Cette longue épopée a connu des phases majeures, structurant les grandes parties de cet ouvrage :

- de l'Antiquité où tout commence : il faut sélectionner les meilleurs textes et les meilleures versions pour l'éducation de l'homme cultivé ; apprendre à les lire, à les comprendre et à les commenter pour en exprimer toute la sagesse – autant de disciplines : grammaire, rhétorique, commentaire, qui auront une importance majeure dans la manière d'aborder les écrits jusqu'au Moyen-Age,

- au dialogue entre les Anciens et les Modernes à partir de la Renaissance, alors que, grâce à l'invention de l'imprimerie, la diffusion accrue des textes favorise réflexion et discussion – on commence à théoriser la littérature et son rôle, en insistant, à la manière d'Aristote avec sa Poétique, sur la catharsis du lecteur, sur son éducation morale au travers de l'imitation écrite des émotions ; face à la littérature savante, une nouvelle littérature de divertissement argumente sur ses mérites à la faveur d'une profusion de prologues et de préfaces ; des académies et des salons se mettent à proliférer dès le XVIIe siècle, où l'on converse, échange, débat avec les auteurs, où la bonne société définit le bon goût, précise les rôles éducatifs, moraux et linguistiques de la littérature, distribue des prix et joue au mécénat,

- puis à l'âge des critiques, au XVIIIe siècle, lorsque la démocratisation de la lecture, désormais accessible aux classes moyennes urbaines et aux femmes, suscite l'inquiétude quant aux risques d'une littérature incontrôlée, subversive et sentimentale – c'est l'époque des essais, des guides de lecture, des revues périodiques et des florilèges qui s'érigent en outils pédagogiques pour le progrès personnel et social ; on y enseigne à juger avec goût, et Lumières obligent, à se forger une opinion débarrassée des préjugés et des dogmes ; pour les philosophes, l'étude de la littérature devient un point d'entrée pour l'étude de l'homme et l'esthétique une nouvelle discipline, on s'intéresse aux mécanismes de la créativité et aux ressorts de l'esprit, en un mot au génie,

- il ne manque plus que l'émergence du « champ autonome de la littérature » au XIXe siècle, avec l'opposition entre le Romantisme – qui fait de la poésie une activité mystique, fondamentale pour exprimer symboliquement un monde autrement indicible, et de la lecture une expérience visionnaire nécessitant un travail créatif d'interprétation critique – et une approche plus scientifique – le critique est un observateur externe, un historien, un professeur, un expert qui dissèque, catégorise, théorise et modélise : une activité pratique qui s'enseigne désormais à l'université et alimente des travaux de recherche,

- avant de rejoindre l'époque contemporaine, parfois qualifiée de monde de l'après-littérature : désacralisée, la littérature s'y revisite au gré de nouveaux canons volontiers wokistes, les livres numérisés s'offrent aux nouvelles potentialités de l'intelligence artificielle, les consommateurs bénévoles prennent le relais des journalistes rémunérés pour proposer un mode de prescription horizontale faisant narcissiquement la part belle à l'expérience personnelle et nivelant la critique au niveau de pensée de la majorité statistique.
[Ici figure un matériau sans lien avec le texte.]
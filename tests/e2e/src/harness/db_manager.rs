//! Test Index Manager
//!
//! Provides isolated index instances for testing:
//! - Temporary databases that are automatically cleaned up
//! - Seeding from fixture corpora
//! - Reopening to check persistence

use std::path::PathBuf;

use sift_core::{IndexStore, SqliteIndex};
use tempfile::TempDir;

use crate::mocks::{Fixture, FixtureCorpus};

/// Manager for test indexes
///
/// Creates isolated index instances for each test to prevent interference.
/// Automatically cleans up temporary databases when dropped.
///
/// # Example
///
/// ```rust,ignore
/// let mut db = TestIndexManager::new_temp();
/// db.seed(&FixtureCorpus::library());
///
/// let hits = sift_core::get_results("quick", &db.index)?;
///
/// // Database is automatically deleted when `db` goes out of scope
/// ```
pub struct TestIndexManager {
    /// The index instance
    pub index: SqliteIndex,
    /// Temporary directory (kept alive to prevent premature deletion)
    _temp_dir: TempDir,
    /// Path to the database file
    db_path: PathBuf,
}

impl TestIndexManager {
    /// Create a new test index in a temporary directory
    pub fn new_temp() -> Self {
        let temp_dir = TempDir::new().expect("Failed to create temp directory");
        let db_path = temp_dir.path().join("test_sift.db");

        let index = SqliteIndex::open(Some(db_path.clone())).expect("Failed to create test index");

        Self {
            index,
            _temp_dir: temp_dir,
            db_path,
        }
    }

    /// Get the database path
    pub fn path(&self) -> &PathBuf {
        &self.db_path
    }

    /// Close and reopen the database file
    pub fn reopen(&mut self) {
        self.index = SqliteIndex::open(Some(self.db_path.clone())).expect("Failed to reopen index");
    }

    /// Check if the index is empty
    pub fn is_empty(&self) -> bool {
        self.document_count() == 0
    }

    /// Get the number of indexed documents
    pub fn document_count(&self) -> u64 {
        self.index.count_documents().unwrap_or(0)
    }

    // ========================================================================
    // SEEDING METHODS
    // ========================================================================

    /// Index one fixture, returning its id
    pub fn add(&self, fixture: &Fixture) -> i64 {
        self.index
            .add_document(&fixture.to_document())
            .expect("Failed to index fixture")
    }

    /// Index a plain document with metadata
    pub fn add_text(&self, uri: &str, text: &str, metadata: &[(&str, &str)]) -> i64 {
        self.add(&Fixture::new(uri, text, metadata))
    }

    /// Index every fixture of `corpus`, returning ids in corpus order
    pub fn seed(&self, corpus: &FixtureCorpus) -> Vec<i64> {
        corpus.fixtures.iter().map(|f| self.add(f)).collect()
    }

    // ========================================================================
    // LOOKUP HELPERS
    // ========================================================================

    /// Id of the document stored under `uri`; panics when absent
    pub fn id_of(&self, uri: &str) -> i64 {
        self.index
            .document_id_for_uri(uri)
            .expect("Failed to look up uri")
            .unwrap_or_else(|| panic!("{uri} is not indexed"))
    }

    /// URIs of `ids`, sorted and deduplicated
    pub fn uris(&self, ids: &[i64]) -> Vec<String> {
        let mut uris: Vec<String> = ids
            .iter()
            .filter_map(|&id| self.index.get_document_uri(id).expect("Failed to look up id"))
            .collect();
        uris.sort();
        uris.dedup();
        uris
    }
}

#[cfg(test)]
mod tests {
    use super::*;

    #[test]
    fn test_temp_index_starts_empty() {
        let db = TestIndexManager::new_temp();
        assert!(db.is_empty());
        assert!(db.path().ends_with("test_sift.db"));
    }

    #[test]
    fn test_seed_library() {
        let db = TestIndexManager::new_temp();
        let corpus = FixtureCorpus::library();
        let ids = db.seed(&corpus);

        assert_eq!(ids.len(), corpus.len());
        assert_eq!(db.document_count(), corpus.len() as u64);
        assert_eq!(db.id_of("mem://fox"), ids[0]);
        assert_eq!(db.uris(&[ids[1], ids[0], ids[0]]), vec!["mem://dog", "mem://fox"]);
    }
}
L'on évalue désormais les livres comme n'importe quel bien de consommation, les avis de lecteurs sont des baromètres commerciaux au même titre que les enquêtes de satisfaction menées maintenant après quasiment tout acte d'achat.


Avec ses cinq parties clairement structurées en chapitres comportant chacun une description du contexte, des dispositifs et des objets critiques propres à chaque époque, enfin une liste des sources, ce livre est un ouvrage d'esprit scientifique, synthétisant des travaux de recherche exhaustifs et pointus, pour une vulgarisation qui ne manquera pas d'intéresser, entre autres, quiconque se pique d'aimer les livres et, qui plus est, de partager son avis à leur propos. Cette intéressante mise en perspective ouvre par ailleurs de nombreuses pistes de réflexion quant à la place de la littérature dans la société occidentale contemporaine, quand marketing, enjeux économiques et intelligence artificielle n'ont pas fini de révolutionner notre approche des livres.


Enfin, il m'est impossible de conclure sans mentionner avec amusement l'exemple choisi par l'auteur pour illustrer le rôle des lecteurs et de leurs avis de nos jours, puisqu'il s'agit d'un extrait de la critique de Nastasia-B sur un livre éminemment sujet à controverse sur Babelio : La place d'Annie Ernaux !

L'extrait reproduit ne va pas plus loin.